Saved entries
*** Block opens ***

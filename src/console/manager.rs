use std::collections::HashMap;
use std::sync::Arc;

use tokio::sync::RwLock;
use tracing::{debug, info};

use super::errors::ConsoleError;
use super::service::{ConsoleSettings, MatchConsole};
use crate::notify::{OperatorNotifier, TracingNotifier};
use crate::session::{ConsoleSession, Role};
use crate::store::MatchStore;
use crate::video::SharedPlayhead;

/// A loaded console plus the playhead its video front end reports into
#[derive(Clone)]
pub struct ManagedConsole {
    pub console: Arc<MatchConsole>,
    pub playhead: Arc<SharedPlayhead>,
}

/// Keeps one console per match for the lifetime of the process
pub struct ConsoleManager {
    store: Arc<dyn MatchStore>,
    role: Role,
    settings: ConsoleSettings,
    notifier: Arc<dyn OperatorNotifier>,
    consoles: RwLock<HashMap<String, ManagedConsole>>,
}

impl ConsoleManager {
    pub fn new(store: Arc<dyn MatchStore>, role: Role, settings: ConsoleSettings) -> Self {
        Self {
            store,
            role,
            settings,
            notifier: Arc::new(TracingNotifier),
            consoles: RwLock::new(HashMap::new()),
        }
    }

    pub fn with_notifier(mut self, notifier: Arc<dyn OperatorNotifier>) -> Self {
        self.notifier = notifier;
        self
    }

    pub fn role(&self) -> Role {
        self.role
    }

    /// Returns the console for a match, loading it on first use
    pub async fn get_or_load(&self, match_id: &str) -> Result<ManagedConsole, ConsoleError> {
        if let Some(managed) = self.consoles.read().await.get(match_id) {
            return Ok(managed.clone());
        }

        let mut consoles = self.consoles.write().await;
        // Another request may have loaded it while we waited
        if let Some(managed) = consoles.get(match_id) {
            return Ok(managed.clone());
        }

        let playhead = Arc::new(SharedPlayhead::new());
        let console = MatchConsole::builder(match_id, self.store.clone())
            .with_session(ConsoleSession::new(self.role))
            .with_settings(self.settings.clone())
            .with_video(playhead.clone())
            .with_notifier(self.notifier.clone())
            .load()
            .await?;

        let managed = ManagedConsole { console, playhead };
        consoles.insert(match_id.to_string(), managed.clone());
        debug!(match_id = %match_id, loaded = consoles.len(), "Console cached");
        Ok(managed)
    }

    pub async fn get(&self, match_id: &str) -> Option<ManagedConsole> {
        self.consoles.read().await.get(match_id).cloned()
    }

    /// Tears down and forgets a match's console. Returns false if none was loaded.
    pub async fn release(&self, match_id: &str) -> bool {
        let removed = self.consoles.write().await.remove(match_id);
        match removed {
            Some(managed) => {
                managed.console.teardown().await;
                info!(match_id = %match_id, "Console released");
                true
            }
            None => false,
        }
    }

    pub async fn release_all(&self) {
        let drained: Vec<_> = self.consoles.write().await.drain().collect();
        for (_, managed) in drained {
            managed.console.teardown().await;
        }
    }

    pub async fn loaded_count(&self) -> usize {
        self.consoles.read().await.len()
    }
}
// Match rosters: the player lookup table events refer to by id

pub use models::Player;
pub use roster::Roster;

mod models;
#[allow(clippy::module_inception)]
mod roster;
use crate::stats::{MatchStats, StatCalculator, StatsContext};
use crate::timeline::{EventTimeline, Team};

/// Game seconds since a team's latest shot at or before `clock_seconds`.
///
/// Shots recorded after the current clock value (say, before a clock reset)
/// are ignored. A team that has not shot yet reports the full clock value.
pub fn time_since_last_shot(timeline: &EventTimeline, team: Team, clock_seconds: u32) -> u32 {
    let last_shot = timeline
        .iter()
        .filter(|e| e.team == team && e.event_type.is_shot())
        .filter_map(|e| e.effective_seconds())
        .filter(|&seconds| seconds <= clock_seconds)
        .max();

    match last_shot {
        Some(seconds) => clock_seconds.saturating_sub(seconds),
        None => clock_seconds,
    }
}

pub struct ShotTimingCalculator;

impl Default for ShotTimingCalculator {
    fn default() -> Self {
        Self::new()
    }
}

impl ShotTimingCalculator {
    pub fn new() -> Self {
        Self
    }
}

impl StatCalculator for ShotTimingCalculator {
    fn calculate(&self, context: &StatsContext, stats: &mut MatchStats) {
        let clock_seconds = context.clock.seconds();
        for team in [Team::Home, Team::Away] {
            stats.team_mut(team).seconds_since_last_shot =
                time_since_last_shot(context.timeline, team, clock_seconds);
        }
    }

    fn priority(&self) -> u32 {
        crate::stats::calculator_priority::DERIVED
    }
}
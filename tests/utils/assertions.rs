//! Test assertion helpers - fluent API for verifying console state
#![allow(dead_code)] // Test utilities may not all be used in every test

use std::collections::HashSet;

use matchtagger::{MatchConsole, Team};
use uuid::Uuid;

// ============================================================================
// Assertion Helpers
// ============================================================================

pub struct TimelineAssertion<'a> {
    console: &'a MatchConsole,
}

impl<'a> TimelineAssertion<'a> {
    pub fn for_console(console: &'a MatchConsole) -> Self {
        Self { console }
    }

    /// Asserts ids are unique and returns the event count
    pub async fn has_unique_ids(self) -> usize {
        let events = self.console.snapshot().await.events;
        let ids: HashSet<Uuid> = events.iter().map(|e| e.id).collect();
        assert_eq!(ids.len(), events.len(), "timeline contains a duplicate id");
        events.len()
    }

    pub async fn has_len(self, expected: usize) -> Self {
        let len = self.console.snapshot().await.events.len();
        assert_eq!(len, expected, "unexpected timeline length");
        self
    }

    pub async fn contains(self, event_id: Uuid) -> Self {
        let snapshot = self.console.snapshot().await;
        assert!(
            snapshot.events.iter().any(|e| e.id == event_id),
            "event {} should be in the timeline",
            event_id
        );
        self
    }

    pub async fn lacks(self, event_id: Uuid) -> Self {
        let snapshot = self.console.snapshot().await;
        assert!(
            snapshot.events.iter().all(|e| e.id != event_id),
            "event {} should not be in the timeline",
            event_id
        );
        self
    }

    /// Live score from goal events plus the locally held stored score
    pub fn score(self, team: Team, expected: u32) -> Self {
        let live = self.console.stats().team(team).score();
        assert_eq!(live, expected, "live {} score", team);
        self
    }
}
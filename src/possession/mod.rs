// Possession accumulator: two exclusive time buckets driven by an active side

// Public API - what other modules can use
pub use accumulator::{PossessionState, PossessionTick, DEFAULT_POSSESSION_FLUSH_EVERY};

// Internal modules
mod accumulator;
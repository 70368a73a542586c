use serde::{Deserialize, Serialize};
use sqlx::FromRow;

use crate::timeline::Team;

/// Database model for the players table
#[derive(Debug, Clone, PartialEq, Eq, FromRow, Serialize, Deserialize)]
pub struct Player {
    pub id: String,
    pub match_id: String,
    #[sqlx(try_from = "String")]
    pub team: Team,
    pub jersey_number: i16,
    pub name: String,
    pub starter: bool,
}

*** Block closes ***
*** Block opens ***

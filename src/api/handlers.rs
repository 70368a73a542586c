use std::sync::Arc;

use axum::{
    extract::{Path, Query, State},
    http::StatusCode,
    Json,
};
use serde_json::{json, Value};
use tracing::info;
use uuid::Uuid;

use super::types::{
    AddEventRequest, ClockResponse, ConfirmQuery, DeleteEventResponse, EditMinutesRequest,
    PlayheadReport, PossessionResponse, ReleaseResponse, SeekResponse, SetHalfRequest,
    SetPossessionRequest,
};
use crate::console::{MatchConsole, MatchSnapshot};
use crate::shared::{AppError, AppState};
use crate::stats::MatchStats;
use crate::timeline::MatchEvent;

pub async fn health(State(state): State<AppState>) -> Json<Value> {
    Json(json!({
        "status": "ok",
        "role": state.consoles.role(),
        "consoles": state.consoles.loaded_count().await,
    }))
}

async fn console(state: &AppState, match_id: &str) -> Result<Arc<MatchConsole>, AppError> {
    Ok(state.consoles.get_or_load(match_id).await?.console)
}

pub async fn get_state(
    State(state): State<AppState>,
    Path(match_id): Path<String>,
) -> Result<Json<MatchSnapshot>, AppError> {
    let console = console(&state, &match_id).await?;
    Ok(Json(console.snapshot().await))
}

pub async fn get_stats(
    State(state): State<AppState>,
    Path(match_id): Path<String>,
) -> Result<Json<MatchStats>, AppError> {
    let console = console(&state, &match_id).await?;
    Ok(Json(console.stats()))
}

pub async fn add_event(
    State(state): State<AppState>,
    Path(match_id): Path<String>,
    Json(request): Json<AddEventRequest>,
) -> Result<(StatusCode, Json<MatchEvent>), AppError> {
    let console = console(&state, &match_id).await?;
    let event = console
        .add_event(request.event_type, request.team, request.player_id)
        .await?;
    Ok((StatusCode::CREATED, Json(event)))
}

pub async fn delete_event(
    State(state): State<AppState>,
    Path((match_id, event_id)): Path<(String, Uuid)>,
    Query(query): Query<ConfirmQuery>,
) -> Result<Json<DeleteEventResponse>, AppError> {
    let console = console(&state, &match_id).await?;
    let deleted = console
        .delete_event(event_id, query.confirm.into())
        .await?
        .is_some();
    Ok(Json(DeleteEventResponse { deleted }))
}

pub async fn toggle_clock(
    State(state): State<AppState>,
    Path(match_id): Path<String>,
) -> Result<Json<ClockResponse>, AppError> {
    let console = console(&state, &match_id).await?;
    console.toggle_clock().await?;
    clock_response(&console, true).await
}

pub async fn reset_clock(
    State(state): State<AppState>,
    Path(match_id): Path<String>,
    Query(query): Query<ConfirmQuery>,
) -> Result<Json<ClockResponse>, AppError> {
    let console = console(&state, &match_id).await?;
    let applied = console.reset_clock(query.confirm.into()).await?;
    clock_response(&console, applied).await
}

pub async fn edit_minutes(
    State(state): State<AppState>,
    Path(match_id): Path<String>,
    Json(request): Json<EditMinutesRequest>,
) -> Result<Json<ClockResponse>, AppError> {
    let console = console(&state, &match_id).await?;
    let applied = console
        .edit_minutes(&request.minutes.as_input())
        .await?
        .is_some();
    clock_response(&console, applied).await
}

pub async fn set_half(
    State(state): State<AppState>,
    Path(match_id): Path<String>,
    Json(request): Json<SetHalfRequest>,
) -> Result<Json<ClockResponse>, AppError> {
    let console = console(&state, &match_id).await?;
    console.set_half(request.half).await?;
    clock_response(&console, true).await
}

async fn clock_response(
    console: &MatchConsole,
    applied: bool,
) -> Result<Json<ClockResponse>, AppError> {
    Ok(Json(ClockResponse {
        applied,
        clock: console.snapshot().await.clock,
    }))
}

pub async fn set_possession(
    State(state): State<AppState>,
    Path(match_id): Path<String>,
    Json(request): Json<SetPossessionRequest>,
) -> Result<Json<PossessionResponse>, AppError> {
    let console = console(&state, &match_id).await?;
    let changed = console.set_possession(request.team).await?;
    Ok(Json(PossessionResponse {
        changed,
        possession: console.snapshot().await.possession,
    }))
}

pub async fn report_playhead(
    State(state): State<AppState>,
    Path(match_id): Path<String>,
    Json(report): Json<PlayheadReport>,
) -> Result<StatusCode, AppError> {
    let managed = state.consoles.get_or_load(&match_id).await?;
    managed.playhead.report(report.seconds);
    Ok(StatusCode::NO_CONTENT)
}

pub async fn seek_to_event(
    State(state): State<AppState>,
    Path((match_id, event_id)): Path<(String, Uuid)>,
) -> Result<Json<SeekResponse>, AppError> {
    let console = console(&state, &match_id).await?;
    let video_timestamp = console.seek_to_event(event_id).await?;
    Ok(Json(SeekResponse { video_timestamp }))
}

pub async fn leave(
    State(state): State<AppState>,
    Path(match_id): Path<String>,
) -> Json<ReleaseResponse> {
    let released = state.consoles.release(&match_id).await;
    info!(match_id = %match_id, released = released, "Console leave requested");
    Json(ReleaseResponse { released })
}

*** Block closes ***

Activity
Each line that holds the string "iter" is to be copied from the entries above.

Your solution
        .iter()
        let ids: HashSet<Uuid> = events.iter().map(|e| e.id).collect();
            snapshot.events.iter().any(|e| e.id == event_id),
            snapshot.events.iter().all(|e| e.id != event_id),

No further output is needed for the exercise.